The illusion of valid prediction gets exploited by pundits in politics, business, media or the financial world. Newspapers and television stations hire experts to evaluate the past and predict the future. Readers/viewers think they receive insightful information, which the experts think they are offering. Expert predictions about economic and political trends were the subject of a landmark study by psychologist Tetlock. He collected over 80.000 predictions and the outcome was shocking: they performed worse than blindfolded golfers. Even in the field of their expertise, they did not better than non-experts. People with the most knowledge are frequently less reliable, because they develop an illusion of their skill and become overly confident. The more famous the expert is, the more overconfident he is and the more outrageous his predictions are.

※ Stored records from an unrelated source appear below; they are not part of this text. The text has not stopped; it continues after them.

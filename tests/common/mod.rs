#![allow(dead_code)]

use std::path::{Path, PathBuf};
use std::sync::Arc;
use std::time::{Duration, Instant};

use anyhow::{Context, Result};
use async_trait::async_trait;
use reqwest::{RequestBuilder, StatusCode};
use serde_json::{json, Value};
use tempfile::TempDir;

use folio_api::app::{router, AppState};
use folio_api::config::AppConfig;
use folio_api::data::RepoCloner;

/// Cloner that materializes a fixed file tree instead of running git.
/// Mirrors `FakeCloner` in `src/testing/mod.rs`, which integration tests
/// cannot reach.
#[derive(Default)]
pub struct FakeCloner {
    files: Vec<(String, String)>,
    failure: Option<String>,
}

impl FakeCloner {
    pub fn empty() -> Self {
        Self::default()
    }

    pub fn with_files(files: &[(&str, &str)]) -> Self {
        Self {
            files: files
                .iter()
                .map(|(p, c)| (p.to_string(), c.to_string()))
                .collect(),
            failure: None,
        }
    }

    pub fn failing(message: &str) -> Self {
        Self {
            files: Vec::new(),
            failure: Some(message.to_string()),
        }
    }
}

#[async_trait]
impl RepoCloner for FakeCloner {
    async fn clone_repo(&self, _url: &str, _branch: Option<&str>, dest: &Path) -> Result<(), String> {
        if let Some(message) = &self.failure {
            return Err(message.clone());
        }
        self.init_repo(dest).await?;
        for (path, content) in &self.files {
            let target = dest.join(path);
            if let Some(parent) = target.parent() {
                std::fs::create_dir_all(parent).map_err(|e| e.to_string())?;
            }
            std::fs::write(&target, content).map_err(|e| e.to_string())?;
        }
        Ok(())
    }

    async fn init_repo(&self, dest: &Path) -> Result<(), String> {
        std::fs::create_dir_all(dest.join(".git")).map_err(|e| e.to_string())
    }
}

/// In-process server over fresh temporary data and private directories
pub struct TestServer {
    pub port: u16,
    pub base_url: String,
    pub client: reqwest::Client,
    tmp: TempDir,
}

/// Credentials handed out by first run
pub struct Admin {
    pub username: String,
    pub password: String,
    pub token: String,
}

impl TestServer {
    pub async fn start() -> Result<Self> {
        Self::start_with(FakeCloner::empty(), Duration::from_millis(20)).await
    }

    pub async fn start_with(cloner: FakeCloner, fail_jitter: Duration) -> Result<Self> {
        let tmp = tempfile::tempdir().context("failed to create temp dir")?;
        let mut config = AppConfig::with_paths(tmp.path().join("data"), tmp.path().join("private"));
        config.auth.fail_jitter_ms = fail_jitter.as_millis() as u64;

        // Pick an unused port for isolation
        let port = portpicker::pick_unused_port().context("failed to pick free port")?;
        let base_url = format!("http://127.0.0.1:{}", port);
        let listener = tokio::net::TcpListener::bind(("127.0.0.1", port))
            .await
            .context("failed to bind test port")?;

        let app = router(AppState::with_cloner(config, Arc::new(cloner)));
        tokio::spawn(async move {
            let _ = axum::serve(listener, app).await;
        });

        let server = Self {
            port,
            base_url,
            client: reqwest::Client::new(),
            tmp,
        };
        server.wait_ready(Duration::from_secs(10)).await?;
        Ok(server)
    }

    async fn wait_ready(&self, timeout: Duration) -> Result<()> {
        let deadline = Instant::now() + timeout;
        while Instant::now() < deadline {
            if let Ok(resp) = self.client.get(self.url("/health")).send().await {
                if resp.status() == StatusCode::OK {
                    return Ok(());
                }
            }
            tokio::time::sleep(Duration::from_millis(50)).await;
        }
        anyhow::bail!("server did not become ready on {} within {:?}", self.base_url, timeout)
    }

    pub fn url(&self, path: &str) -> String {
        format!("{}{}", self.base_url, path)
    }

    pub fn data_path(&self) -> PathBuf {
        self.tmp.path().join("data")
    }

    pub fn get(&self, path: &str) -> RequestBuilder {
        self.client.get(self.url(path))
    }

    pub fn post(&self, path: &str, body: Value) -> RequestBuilder {
        self.client.post(self.url(path)).json(&body)
    }

    pub fn put(&self, path: &str, body: Value) -> RequestBuilder {
        self.client.put(self.url(path)).json(&body)
    }

    /// Run first-run with an empty repository and return the credentials
    pub async fn first_run(&self) -> Result<Admin> {
        let res = self.post("/api/admin/firstrun", json!({})).send().await?;
        anyhow::ensure!(res.status() == StatusCode::OK, "first run failed: {}", res.status());
        let body: Value = res.json().await?;
        let data = &body["data"];
        Ok(Admin {
            username: data["username"].as_str().context("username")?.to_string(),
            password: data["password"].as_str().context("password")?.to_string(),
            token: data["token"].as_str().context("token")?.to_string(),
        })
    }

    pub async fn login(&self, username: &str, password: &str) -> Result<reqwest::Response> {
        Ok(self
            .post(
                "/api/admin/auth/login",
                json!({ "username": username, "password": password }),
            )
            .send()
            .await?)
    }
}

The study also showed how these experts are less willing to admit they had been wrong and came with several excuses.
The lessons to be learned from this chapter is firstly that predictions error are inevitable, because our world is unpredictable. Secondly, high subjective confidence is not trustworthy as an indicator of accuracy. Short-term trends can be predicted, and achievements and behavior can be forecast from previous achievements and behaviors, but you should not rely on long-term predictions made by pundits.